-------- Task material --------

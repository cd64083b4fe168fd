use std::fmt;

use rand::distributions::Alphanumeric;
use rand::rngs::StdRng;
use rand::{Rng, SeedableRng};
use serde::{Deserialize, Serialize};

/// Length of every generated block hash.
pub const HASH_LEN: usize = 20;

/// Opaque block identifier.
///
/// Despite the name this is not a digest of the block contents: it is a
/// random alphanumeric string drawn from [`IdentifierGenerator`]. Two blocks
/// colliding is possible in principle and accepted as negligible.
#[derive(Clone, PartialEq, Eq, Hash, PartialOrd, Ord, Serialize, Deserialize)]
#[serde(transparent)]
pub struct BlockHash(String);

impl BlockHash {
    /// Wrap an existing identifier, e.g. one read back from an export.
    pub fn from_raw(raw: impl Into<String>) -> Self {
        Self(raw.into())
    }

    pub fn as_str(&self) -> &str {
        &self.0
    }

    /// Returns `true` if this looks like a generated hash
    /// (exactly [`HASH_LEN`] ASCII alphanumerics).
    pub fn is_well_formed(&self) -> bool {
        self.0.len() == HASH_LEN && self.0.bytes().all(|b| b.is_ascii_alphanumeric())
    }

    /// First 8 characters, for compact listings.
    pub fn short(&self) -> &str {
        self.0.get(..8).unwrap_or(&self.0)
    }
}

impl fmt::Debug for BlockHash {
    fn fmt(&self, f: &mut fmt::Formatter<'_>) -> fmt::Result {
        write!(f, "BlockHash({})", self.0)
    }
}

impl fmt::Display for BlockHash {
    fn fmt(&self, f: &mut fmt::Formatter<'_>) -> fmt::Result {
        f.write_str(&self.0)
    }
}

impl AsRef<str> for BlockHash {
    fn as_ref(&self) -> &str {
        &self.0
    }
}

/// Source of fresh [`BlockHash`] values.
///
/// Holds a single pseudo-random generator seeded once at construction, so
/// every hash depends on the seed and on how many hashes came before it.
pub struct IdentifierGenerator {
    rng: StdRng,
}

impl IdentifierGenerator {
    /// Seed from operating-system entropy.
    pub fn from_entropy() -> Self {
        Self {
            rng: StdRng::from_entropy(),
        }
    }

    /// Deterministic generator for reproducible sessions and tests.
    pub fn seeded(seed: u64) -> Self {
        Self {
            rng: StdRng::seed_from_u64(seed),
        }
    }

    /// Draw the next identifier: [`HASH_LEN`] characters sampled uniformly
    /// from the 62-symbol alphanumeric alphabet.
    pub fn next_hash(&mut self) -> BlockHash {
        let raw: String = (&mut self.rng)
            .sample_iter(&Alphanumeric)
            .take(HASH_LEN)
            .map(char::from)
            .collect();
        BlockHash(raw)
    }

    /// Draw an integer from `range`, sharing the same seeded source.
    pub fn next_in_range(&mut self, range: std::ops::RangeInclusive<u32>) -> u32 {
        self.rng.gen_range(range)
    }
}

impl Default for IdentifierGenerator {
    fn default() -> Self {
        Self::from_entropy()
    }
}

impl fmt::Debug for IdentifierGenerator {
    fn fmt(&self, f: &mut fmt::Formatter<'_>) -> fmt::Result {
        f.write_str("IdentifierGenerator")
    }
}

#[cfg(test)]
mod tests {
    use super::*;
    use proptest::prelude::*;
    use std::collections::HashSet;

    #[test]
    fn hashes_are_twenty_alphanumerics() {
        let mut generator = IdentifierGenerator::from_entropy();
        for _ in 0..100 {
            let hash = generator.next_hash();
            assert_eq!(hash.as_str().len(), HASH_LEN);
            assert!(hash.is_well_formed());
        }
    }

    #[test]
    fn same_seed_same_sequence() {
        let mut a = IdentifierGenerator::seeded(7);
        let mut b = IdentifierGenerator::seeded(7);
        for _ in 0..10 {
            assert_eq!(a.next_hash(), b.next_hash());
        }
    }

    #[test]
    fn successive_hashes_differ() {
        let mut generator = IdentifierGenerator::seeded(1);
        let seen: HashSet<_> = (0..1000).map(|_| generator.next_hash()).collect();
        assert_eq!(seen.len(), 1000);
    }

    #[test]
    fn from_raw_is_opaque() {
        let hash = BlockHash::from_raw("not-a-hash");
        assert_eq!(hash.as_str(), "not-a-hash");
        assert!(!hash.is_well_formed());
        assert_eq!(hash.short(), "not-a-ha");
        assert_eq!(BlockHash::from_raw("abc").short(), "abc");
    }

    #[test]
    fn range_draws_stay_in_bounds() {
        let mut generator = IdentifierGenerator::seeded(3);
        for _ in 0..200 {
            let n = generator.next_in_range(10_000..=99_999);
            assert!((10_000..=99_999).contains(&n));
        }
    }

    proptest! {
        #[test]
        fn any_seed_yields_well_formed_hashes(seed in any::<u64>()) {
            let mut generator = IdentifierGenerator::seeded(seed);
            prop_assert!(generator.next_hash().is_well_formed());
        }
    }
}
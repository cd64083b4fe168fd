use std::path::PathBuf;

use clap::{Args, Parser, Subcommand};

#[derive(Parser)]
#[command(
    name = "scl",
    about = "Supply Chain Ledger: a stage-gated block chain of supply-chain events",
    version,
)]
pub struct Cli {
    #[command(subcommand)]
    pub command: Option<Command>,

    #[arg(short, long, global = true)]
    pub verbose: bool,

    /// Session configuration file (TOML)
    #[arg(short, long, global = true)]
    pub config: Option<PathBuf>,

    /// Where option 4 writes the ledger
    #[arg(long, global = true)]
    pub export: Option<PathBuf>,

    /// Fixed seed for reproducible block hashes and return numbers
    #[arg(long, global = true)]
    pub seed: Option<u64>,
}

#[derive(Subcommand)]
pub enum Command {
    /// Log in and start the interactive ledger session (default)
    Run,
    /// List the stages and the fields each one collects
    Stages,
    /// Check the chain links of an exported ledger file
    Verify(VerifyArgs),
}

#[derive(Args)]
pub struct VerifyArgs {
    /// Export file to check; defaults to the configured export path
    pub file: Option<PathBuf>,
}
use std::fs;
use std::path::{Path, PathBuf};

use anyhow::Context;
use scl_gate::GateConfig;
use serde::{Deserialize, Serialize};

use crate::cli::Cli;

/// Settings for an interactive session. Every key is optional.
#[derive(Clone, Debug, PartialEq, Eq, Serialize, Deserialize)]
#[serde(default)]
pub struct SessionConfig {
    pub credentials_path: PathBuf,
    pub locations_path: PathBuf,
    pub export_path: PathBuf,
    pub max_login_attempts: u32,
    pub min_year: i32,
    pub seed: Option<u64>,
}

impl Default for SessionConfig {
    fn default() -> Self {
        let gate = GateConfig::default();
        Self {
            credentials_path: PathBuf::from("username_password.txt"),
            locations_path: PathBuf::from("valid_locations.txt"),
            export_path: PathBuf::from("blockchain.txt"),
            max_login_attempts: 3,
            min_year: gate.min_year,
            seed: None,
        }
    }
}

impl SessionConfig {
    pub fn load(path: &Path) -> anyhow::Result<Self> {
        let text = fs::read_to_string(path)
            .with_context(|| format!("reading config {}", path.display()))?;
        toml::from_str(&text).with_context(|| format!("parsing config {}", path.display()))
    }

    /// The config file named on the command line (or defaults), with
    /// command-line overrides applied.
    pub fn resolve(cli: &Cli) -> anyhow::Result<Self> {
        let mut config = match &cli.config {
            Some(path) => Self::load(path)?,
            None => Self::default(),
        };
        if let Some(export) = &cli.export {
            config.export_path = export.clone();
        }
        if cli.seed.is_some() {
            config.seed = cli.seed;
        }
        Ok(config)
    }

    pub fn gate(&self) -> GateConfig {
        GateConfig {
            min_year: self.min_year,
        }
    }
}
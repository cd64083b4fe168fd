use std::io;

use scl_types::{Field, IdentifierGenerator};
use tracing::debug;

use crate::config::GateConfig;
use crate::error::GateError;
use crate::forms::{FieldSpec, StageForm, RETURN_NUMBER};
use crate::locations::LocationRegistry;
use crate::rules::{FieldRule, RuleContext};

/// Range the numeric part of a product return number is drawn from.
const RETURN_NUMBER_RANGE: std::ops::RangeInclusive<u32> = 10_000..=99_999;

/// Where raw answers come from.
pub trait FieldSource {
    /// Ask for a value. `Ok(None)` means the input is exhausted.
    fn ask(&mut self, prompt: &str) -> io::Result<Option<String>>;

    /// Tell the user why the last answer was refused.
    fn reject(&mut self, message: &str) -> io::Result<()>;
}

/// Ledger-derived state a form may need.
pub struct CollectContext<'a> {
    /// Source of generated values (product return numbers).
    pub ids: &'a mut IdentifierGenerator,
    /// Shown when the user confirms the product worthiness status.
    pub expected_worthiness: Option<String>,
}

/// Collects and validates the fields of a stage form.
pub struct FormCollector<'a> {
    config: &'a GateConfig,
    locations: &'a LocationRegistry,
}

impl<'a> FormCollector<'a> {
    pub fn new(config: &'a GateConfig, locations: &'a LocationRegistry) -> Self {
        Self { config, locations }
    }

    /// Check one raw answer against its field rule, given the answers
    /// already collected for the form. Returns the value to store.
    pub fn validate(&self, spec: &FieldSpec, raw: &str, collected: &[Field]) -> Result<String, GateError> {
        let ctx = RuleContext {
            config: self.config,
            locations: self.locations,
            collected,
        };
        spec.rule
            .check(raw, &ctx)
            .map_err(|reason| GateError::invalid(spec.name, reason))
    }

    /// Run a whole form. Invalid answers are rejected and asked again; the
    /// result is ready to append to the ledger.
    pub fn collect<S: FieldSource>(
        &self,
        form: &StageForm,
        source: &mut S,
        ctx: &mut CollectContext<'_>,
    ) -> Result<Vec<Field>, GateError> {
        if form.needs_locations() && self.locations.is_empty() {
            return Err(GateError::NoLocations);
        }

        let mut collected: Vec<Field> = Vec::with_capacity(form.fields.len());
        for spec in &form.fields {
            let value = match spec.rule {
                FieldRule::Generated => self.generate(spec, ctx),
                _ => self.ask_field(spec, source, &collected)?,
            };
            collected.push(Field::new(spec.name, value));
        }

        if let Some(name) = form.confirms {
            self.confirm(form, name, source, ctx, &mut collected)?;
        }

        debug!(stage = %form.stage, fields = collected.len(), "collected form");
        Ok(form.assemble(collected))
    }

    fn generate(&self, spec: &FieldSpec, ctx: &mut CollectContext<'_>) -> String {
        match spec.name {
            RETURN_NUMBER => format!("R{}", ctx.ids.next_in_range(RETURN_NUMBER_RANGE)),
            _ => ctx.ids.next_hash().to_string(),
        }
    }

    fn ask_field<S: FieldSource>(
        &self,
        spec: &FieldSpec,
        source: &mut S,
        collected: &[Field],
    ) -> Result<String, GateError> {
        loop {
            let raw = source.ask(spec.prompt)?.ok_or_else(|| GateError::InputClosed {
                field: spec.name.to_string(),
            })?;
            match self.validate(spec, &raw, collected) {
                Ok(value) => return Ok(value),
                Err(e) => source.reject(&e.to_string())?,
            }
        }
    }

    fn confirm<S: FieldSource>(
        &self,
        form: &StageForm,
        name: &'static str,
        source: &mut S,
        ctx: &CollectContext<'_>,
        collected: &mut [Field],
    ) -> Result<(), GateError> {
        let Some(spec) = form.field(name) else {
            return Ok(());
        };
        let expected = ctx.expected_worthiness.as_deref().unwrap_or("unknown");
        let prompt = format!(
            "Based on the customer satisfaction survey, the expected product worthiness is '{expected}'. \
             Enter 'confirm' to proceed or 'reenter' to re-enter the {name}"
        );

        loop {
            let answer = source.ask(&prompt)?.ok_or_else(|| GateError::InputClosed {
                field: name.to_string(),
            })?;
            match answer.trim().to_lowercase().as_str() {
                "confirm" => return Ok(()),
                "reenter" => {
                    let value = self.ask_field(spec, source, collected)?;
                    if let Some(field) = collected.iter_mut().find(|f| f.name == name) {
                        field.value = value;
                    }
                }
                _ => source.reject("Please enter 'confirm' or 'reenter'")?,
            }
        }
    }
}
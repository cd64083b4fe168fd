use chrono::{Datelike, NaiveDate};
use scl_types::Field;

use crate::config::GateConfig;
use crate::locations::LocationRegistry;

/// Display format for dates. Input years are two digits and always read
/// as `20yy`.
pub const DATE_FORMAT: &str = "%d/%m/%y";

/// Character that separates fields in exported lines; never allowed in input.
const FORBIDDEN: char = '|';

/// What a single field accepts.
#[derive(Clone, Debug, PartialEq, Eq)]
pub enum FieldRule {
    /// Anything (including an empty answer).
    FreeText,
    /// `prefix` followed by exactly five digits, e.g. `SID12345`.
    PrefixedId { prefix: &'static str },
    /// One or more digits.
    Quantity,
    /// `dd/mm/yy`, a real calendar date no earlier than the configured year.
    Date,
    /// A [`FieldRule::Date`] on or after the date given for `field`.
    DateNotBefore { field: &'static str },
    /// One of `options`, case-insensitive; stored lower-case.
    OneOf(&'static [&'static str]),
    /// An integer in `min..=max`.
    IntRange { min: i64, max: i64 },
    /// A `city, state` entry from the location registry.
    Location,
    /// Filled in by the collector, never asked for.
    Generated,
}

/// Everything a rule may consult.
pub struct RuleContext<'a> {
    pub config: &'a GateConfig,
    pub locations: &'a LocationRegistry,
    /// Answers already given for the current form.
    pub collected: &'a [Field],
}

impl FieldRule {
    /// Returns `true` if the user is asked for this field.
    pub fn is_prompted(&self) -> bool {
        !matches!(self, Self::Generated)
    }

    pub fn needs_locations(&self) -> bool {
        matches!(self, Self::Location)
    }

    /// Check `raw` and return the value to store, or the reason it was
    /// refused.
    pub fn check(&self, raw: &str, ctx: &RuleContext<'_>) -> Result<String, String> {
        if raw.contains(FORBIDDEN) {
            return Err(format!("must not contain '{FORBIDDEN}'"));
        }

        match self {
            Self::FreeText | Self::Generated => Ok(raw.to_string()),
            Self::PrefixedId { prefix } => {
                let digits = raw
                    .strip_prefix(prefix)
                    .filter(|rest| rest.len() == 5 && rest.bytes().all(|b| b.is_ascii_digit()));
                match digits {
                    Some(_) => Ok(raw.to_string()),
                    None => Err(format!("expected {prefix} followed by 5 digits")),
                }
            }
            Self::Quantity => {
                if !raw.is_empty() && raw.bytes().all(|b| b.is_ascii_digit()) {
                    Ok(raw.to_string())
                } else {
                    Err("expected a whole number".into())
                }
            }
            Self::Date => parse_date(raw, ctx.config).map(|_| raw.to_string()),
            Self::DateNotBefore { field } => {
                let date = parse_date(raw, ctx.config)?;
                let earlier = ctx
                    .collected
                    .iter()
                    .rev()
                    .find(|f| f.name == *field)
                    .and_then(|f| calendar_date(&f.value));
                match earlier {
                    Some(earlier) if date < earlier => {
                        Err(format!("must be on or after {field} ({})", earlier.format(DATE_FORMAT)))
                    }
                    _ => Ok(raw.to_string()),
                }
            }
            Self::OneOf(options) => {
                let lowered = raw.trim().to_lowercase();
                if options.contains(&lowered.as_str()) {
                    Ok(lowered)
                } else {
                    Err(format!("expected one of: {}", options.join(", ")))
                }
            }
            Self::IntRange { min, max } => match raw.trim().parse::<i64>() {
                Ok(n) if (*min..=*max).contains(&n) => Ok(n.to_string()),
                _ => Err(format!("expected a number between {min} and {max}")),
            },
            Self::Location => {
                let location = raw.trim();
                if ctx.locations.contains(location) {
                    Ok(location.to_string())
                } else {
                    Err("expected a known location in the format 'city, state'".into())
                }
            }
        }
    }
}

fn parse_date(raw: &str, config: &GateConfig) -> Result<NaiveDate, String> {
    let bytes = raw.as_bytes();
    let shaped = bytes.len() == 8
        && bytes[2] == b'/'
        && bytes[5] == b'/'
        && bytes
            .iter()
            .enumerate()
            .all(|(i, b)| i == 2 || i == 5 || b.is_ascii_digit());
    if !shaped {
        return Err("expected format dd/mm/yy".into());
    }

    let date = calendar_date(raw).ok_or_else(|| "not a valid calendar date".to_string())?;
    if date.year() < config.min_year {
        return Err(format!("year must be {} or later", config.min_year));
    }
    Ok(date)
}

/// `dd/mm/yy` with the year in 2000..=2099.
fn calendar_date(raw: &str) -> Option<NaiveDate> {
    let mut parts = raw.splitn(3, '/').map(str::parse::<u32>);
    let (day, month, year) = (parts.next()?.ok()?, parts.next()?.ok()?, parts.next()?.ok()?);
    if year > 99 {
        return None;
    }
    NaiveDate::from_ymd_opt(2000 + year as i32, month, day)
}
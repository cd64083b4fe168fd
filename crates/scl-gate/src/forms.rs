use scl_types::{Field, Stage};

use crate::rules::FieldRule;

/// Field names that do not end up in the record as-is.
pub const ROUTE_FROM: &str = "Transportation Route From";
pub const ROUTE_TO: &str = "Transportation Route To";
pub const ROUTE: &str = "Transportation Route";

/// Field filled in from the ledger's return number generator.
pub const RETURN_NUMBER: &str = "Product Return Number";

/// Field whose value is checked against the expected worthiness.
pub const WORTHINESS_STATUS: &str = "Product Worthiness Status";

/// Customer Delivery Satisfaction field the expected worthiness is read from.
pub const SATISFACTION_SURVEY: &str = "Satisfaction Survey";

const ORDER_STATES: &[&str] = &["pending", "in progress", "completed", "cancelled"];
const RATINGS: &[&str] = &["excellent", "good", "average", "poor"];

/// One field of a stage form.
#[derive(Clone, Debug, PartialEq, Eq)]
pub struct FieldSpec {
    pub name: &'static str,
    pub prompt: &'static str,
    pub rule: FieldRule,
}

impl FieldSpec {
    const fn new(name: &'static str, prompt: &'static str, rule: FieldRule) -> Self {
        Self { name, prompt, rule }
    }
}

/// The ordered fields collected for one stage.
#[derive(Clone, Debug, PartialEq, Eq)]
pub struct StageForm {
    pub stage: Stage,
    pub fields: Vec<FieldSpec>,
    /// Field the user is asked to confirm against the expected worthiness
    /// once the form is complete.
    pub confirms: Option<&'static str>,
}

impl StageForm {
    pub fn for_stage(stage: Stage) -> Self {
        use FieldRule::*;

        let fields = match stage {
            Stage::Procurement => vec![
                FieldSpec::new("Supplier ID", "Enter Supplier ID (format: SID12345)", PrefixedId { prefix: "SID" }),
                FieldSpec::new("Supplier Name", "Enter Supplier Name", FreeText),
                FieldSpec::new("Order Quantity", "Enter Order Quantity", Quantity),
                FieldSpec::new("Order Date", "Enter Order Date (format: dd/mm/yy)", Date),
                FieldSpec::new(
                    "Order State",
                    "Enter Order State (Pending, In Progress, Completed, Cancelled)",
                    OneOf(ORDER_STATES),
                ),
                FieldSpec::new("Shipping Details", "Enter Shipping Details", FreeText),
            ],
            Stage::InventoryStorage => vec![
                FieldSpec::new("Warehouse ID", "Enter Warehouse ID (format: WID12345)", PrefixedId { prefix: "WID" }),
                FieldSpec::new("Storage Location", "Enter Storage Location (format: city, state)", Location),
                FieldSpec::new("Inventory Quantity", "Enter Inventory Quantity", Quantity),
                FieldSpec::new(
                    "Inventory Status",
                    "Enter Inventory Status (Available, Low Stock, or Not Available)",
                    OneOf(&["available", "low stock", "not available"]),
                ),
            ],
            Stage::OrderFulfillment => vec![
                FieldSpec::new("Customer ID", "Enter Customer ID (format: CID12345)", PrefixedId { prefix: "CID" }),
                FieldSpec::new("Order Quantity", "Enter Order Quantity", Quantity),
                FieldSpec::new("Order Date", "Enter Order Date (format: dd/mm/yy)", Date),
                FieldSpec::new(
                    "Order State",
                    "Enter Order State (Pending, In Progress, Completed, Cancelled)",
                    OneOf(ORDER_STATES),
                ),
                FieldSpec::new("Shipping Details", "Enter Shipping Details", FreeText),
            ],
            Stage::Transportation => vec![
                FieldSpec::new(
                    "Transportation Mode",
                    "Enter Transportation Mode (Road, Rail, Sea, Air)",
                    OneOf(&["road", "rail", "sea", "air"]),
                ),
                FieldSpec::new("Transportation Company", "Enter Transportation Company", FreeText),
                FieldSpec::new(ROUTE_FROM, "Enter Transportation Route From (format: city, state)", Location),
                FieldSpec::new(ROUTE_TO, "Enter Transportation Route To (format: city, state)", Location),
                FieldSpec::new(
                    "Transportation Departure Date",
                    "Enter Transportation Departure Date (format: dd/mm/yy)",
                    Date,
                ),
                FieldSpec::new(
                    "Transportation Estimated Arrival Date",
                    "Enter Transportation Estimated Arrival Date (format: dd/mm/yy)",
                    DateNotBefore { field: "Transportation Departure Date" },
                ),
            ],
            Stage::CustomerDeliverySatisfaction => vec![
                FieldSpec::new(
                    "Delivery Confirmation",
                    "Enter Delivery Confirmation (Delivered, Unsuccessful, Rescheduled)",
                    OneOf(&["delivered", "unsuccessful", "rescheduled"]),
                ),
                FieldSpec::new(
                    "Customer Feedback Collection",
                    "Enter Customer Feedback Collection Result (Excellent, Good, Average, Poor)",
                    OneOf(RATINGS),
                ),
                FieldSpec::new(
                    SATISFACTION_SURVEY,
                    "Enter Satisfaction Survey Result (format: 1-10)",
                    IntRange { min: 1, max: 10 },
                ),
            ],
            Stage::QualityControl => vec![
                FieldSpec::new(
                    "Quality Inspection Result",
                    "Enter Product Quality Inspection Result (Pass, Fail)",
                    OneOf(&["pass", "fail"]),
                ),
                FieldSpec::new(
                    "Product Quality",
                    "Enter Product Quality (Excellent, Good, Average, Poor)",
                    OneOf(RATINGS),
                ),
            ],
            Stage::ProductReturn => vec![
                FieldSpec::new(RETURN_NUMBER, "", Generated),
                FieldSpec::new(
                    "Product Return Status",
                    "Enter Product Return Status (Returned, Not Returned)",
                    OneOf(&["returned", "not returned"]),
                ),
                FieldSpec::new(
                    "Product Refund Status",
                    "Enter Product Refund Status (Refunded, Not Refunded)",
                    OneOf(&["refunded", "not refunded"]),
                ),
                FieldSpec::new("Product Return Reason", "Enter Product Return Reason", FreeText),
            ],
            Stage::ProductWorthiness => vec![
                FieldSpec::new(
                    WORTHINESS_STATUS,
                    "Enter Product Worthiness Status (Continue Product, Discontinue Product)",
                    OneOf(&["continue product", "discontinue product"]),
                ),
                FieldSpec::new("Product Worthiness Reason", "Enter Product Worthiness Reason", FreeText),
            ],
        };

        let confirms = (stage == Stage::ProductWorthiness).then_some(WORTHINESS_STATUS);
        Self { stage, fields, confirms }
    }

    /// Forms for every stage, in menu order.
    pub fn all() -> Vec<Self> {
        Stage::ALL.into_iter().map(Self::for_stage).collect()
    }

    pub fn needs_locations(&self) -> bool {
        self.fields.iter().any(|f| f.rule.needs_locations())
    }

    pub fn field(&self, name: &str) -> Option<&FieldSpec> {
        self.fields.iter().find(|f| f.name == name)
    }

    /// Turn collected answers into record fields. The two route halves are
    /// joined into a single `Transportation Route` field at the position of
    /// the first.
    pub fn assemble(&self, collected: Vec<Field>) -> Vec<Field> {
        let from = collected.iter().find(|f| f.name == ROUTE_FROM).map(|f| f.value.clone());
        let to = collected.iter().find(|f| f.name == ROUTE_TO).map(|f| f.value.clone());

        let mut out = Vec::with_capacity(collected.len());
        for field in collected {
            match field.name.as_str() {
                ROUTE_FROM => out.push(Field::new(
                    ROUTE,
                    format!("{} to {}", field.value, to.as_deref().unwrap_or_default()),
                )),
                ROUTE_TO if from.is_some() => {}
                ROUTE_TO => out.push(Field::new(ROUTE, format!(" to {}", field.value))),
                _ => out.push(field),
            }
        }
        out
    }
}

--------

Exercise aim: Set down the lines above as they stand, starting with the first line and ending with the line that contains "contents: it is a".

Task result:
repository cd64083b4fe168fd
use std::fmt;

use rand::distributions::Alphanumeric;
use rand::rngs::StdRng;
use rand::{Rng, SeedableRng};
use serde::{Deserialize, Serialize};

/// Length of every generated block hash.
pub const HASH_LEN: usize = 20;

/// Opaque block identifier.
///
/// Despite the name this is not a digest of the block contents: it is a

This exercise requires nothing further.